La prison entière subit un choc profond. Mazlum Doğan était aimé par chacun d’entre eux, il était l’âme de la résistance contre un système de torture visant à déshumaniser quiconque y résistait. Son acte était le début d’une nouvelle ère dans la prison. Il n’y avait qu’un seul moyen honorable de s’en sortir, et c’était de le suivre. Deux mois plus tard, le jour anniversaire du meurtre de Haki Karer, quatre de ses camarades ravivent le feu de Newroz de Mazlum Doğan. Ferhat Kurtay, Necmi Öner, Mahmut Zengin et Eşref Anyık peignent un portrait de Mazlum Doğan sur le mur de leur cellule et s’immolent devant celui-ci en criant : « À bas le colonialisme ! » tous ensemble. Leurs co-détenus, réveillés par la fumée et les bruits essayent alors d’éteindre le feu. La voix de Ferhat Kurtay intervient alors avec toute sa détermination : « Ne versez pas d’eau ! Éteindre le feu est une trahison ! Ceci est une action, attisez le feu  ! »

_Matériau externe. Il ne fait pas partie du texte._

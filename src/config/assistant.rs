//! Assistant persona configuration
//!
//! The persona can be set directly through environment variables or loaded
//! from a YAML instructions file of the form:
//!
//! ```yaml
//! name: travel-agent
//! messages:
//!   system: You are a helpful travel assistant.
//! ```

use serde::Deserialize;
use std::path::Path;

use super::error::ValidationError;

/// Assistant persona and reply configuration
#[derive(Debug, Clone, Deserialize)]
pub struct AssistantConfig {
    /// Display name of the assistant
    #[serde(default = "default_name")]
    pub name: String,

    /// System instruction placed at the start of every conversation
    #[serde(default = "default_system_prompt")]
    pub system_prompt: String,

    /// Optional YAML file overriding `name` and `system_prompt`
    pub instructions_path: Option<String>,

    /// Sampling temperature for completions
    #[serde(default = "default_temperature")]
    pub temperature: f32,

    /// Reply sent when the orchestrator fails
    #[serde(default = "default_fallback_reply")]
    pub fallback_reply: String,
}

/// On-disk instructions document
#[derive(Debug, Clone, Deserialize, Default)]
pub struct InstructionsFile {
    pub name: Option<String>,
    #[serde(default)]
    pub messages: InstructionMessages,
}

#[derive(Debug, Clone, Deserialize, Default)]
pub struct InstructionMessages {
    pub system: Option<String>,
}

impl AssistantConfig {
    /// Resolve the persona, applying the instructions file when configured.
    ///
    /// Fields absent from the file keep their configured values.
    pub fn resolved(&self) -> Result<Self, ValidationError> {
        let Some(path) = self.instructions_path.as_deref() else {
            return Ok(self.clone());
        };

        let file = load_instructions(Path::new(path))?;
        let mut resolved = self.clone();
        if let Some(name) = file.name.filter(|n| !n.trim().is_empty()) {
            resolved.name = name;
        }
        if let Some(system) = file.messages.system.filter(|s| !s.trim().is_empty()) {
            resolved.system_prompt = system.trim().to_string();
        }
        Ok(resolved)
    }

    /// Validate assistant configuration
    pub fn validate(&self) -> Result<(), ValidationError> {
        if !(0.0..=2.0).contains(&self.temperature) {
            return Err(ValidationError::InvalidTemperature);
        }
        if let Some(path) = self.instructions_path.as_deref() {
            load_instructions(Path::new(path))?;
        }
        Ok(())
    }
}

impl Default for AssistantConfig {
    fn default() -> Self {
        Self {
            name: default_name(),
            system_prompt: default_system_prompt(),
            instructions_path: None,
            temperature: default_temperature(),
            fallback_reply: default_fallback_reply(),
        }
    }
}

fn load_instructions(path: &Path) -> Result<InstructionsFile, ValidationError> {
    let unreadable = |reason: String| ValidationError::InstructionsUnreadable {
        path: path.display().to_string(),
        reason,
    };
    let raw = std::fs::read_to_string(path).map_err(|e| unreadable(e.to_string()))?;
    serde_yaml::from_str(&raw).map_err(|e| unreadable(e.to_string()))
}

fn default_name() -> String {
    "travel-agent".to_string()
}

/// Instruction used when neither configuration nor history supplies one.
pub const DEFAULT_SYSTEM_PROMPT: &str =
    "You are a travel assistant that provides information on travel services available from Margie's Travel.";

fn default_system_prompt() -> String {
    DEFAULT_SYSTEM_PROMPT.to_string()
}

fn default_temperature() -> f32 {
    0.2
}

fn default_fallback_reply() -> String {
    "Sorry, something went wrong.".to_string()
}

Dans la prison, la résistance redevient alors une option. Elle ne se déroule pas seulement contre la torture insupportable de la part de l’ennemi, mais aussi contre la trahison. Avant le coup d’État, le PKK était bien parti pour déclencher un soulèvement populaire au Kurdistan contre les collaborateurs, principalement les seigneurs féodaux et les chefs religieux, les forces armées des colonisateurs et finalement l’État turc occupant, avec toutes ses institutions. Toutes les autres insurrections et rébellions de l’histoire kurde ayant échoué, un autre échec pouvait signifier qu’il ne serait plus possible de parler des Kurdes et de leur identité. Les révolutionnaires emprisonnés étaient les pionniers d’un réveil au Kurdistan, une énorme menace pour l’État fasciste turc construit sur la colonisation et l’exploitation du Kurdistan. Ils étaient aussi une menace pour l’identité raciste turque, fondée sur le déni et la destruction de l’identité kurde. La prison avait pour mission de faire que tous les prisonniers regrettent et renoncent à ce qu’ils et elles avaient fait et d’en sortir en tant que kémalistes convaincus et fiers d’être Turcs. Pour les cadres et les militants du PKK, cela signifiait trahir leur idéologie, leurs martyrs, le Parti et le peuple. La torture fut conçue de telle sorte que la trahison était la seule option possible. C’est pourquoi l’action de Mazlum Doğan a été un tournant : il a montré une autre voie de sortie, et les autres ont répondu à son appel. Tous les prisonniers étaient maintenant sous l’influence des actions de Mazlum Doğan et de ses camarades. Il était maintenant temps d’organiser la résistance dans toute la prison.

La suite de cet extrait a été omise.